[What you have to do]: For each line below that contains the word "error", return that line.

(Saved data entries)
--------------------

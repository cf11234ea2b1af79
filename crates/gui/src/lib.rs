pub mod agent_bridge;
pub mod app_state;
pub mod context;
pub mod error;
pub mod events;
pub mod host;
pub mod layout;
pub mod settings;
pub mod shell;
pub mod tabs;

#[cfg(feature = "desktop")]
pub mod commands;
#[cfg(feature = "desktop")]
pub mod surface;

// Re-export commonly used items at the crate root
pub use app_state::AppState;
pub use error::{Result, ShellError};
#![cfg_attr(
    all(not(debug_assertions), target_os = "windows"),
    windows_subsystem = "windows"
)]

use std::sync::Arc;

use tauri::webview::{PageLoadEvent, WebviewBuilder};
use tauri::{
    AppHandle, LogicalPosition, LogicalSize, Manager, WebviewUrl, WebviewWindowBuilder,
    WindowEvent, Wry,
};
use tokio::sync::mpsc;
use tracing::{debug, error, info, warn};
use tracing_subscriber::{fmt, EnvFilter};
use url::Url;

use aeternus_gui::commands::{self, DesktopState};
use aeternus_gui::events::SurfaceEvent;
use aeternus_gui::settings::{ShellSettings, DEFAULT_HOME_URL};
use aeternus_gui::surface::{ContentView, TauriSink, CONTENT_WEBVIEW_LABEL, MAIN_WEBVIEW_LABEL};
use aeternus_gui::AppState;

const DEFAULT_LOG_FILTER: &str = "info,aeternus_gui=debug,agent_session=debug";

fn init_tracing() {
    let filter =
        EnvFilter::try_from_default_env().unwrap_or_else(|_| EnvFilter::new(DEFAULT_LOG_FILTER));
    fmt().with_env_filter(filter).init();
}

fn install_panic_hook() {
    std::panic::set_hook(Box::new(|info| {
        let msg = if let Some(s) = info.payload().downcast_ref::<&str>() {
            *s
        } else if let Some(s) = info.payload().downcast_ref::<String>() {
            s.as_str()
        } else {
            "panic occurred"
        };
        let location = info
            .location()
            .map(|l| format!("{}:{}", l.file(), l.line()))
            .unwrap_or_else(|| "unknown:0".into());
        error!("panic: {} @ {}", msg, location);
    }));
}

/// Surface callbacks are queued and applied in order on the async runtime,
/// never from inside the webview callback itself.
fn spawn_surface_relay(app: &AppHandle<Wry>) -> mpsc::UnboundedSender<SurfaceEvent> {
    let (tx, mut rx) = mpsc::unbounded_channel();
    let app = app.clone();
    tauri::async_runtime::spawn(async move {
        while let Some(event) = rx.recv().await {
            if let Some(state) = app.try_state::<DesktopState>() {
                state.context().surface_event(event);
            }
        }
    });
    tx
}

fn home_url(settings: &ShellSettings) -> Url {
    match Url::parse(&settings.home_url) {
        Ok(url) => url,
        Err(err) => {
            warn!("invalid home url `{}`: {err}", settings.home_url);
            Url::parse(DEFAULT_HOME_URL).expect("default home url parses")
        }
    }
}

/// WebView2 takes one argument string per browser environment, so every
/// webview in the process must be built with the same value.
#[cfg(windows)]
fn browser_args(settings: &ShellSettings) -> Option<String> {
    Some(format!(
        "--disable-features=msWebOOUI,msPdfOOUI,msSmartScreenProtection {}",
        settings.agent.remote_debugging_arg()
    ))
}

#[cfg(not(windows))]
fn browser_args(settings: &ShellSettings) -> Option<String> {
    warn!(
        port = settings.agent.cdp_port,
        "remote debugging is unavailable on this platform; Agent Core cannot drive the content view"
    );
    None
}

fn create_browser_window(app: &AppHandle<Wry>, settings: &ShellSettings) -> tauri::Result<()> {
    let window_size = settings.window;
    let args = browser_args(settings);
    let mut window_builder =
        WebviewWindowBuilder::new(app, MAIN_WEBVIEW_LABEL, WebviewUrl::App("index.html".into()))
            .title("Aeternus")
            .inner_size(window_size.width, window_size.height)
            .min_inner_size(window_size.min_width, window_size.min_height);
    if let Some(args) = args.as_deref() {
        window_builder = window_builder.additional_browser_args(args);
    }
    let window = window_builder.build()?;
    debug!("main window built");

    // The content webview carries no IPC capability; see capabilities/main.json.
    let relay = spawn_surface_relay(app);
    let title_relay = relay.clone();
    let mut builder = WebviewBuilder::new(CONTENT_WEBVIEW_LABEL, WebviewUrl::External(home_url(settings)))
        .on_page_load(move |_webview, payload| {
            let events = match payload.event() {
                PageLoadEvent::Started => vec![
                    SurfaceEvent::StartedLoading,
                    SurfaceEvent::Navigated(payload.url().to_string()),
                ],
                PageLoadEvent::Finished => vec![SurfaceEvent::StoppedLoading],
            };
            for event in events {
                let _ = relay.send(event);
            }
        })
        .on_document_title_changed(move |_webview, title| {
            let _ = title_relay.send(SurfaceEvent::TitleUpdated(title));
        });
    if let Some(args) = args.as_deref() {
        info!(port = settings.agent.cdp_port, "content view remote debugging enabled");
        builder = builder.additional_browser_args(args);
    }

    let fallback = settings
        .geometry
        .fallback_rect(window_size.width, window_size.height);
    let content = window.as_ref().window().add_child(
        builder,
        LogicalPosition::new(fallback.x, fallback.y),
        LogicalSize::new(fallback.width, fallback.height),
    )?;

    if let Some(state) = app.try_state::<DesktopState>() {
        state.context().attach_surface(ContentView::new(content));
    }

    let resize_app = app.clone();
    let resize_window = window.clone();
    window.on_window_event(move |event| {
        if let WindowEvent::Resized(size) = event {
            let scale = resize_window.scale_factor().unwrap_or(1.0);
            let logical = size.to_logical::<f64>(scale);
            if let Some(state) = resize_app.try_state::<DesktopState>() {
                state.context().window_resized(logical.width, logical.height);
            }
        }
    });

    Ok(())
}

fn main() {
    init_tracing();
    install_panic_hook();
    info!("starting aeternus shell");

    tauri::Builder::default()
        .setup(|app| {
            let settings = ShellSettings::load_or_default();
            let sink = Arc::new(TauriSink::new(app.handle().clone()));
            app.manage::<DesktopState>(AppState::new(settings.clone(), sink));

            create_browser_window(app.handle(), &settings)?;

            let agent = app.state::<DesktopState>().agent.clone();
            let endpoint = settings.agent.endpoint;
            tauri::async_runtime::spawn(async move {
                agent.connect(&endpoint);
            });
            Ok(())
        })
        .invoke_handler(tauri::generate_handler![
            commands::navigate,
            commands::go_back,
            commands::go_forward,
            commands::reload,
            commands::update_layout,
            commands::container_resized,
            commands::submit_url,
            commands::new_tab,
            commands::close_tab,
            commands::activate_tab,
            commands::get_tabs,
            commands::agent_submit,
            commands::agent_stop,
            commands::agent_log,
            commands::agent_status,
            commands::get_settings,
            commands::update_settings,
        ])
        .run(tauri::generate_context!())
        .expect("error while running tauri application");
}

--------------------

[Response box]:
pub mod error;
pub use error::{Result, ShellError};
use tracing::{debug, error, info, warn};
        error!("panic: {} @ {}", msg, location);
        .expect("error while running tauri application");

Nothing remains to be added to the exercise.